TASK BRIEF. Below are some records. Copy every line in them that holds "ErrorKind".

GIVEN ENTRIES.
# # # # # # #

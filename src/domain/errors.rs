use thiserror::Error;

/// Broad classification of an evaluation failure.
#[derive(Debug, Clone, Copy, PartialEq, Eq)]
pub enum ErrorKind {
    /// The input could not be tokenized or parsed, or was not a number.
    Syntax,
    /// The operation is undefined for its argument (sqrt of a negative, log of zero).
    Domain,
    /// Division by zero or a result that overflowed to infinity.
    Arithmetic,
}

#[derive(Debug, Clone, PartialEq, Error)]
pub enum EvalError {
    #[error("syntax error: {0}")]
    Syntax(String),
    #[error("domain error: {0}")]
    Domain(String),
    #[error("arithmetic error: {0}")]
    Arithmetic(String),
}

impl EvalError {
    pub fn kind(&self) -> ErrorKind {
        match self {
            EvalError::Syntax(_) => ErrorKind::Syntax,
            EvalError::Domain(_) => ErrorKind::Domain,
            EvalError::Arithmetic(_) => ErrorKind::Arithmetic,
        }
    }
}

pub type EvalResult<T> = Result<T, EvalError>;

# # # # # # #

SOLUTION.
pub enum ErrorKind {
    pub fn kind(&self) -> ErrorKind {
            EvalError::Syntax(_) => ErrorKind::Syntax,
            EvalError::Domain(_) => ErrorKind::Domain,
            EvalError::Arithmetic(_) => ErrorKind::Arithmetic,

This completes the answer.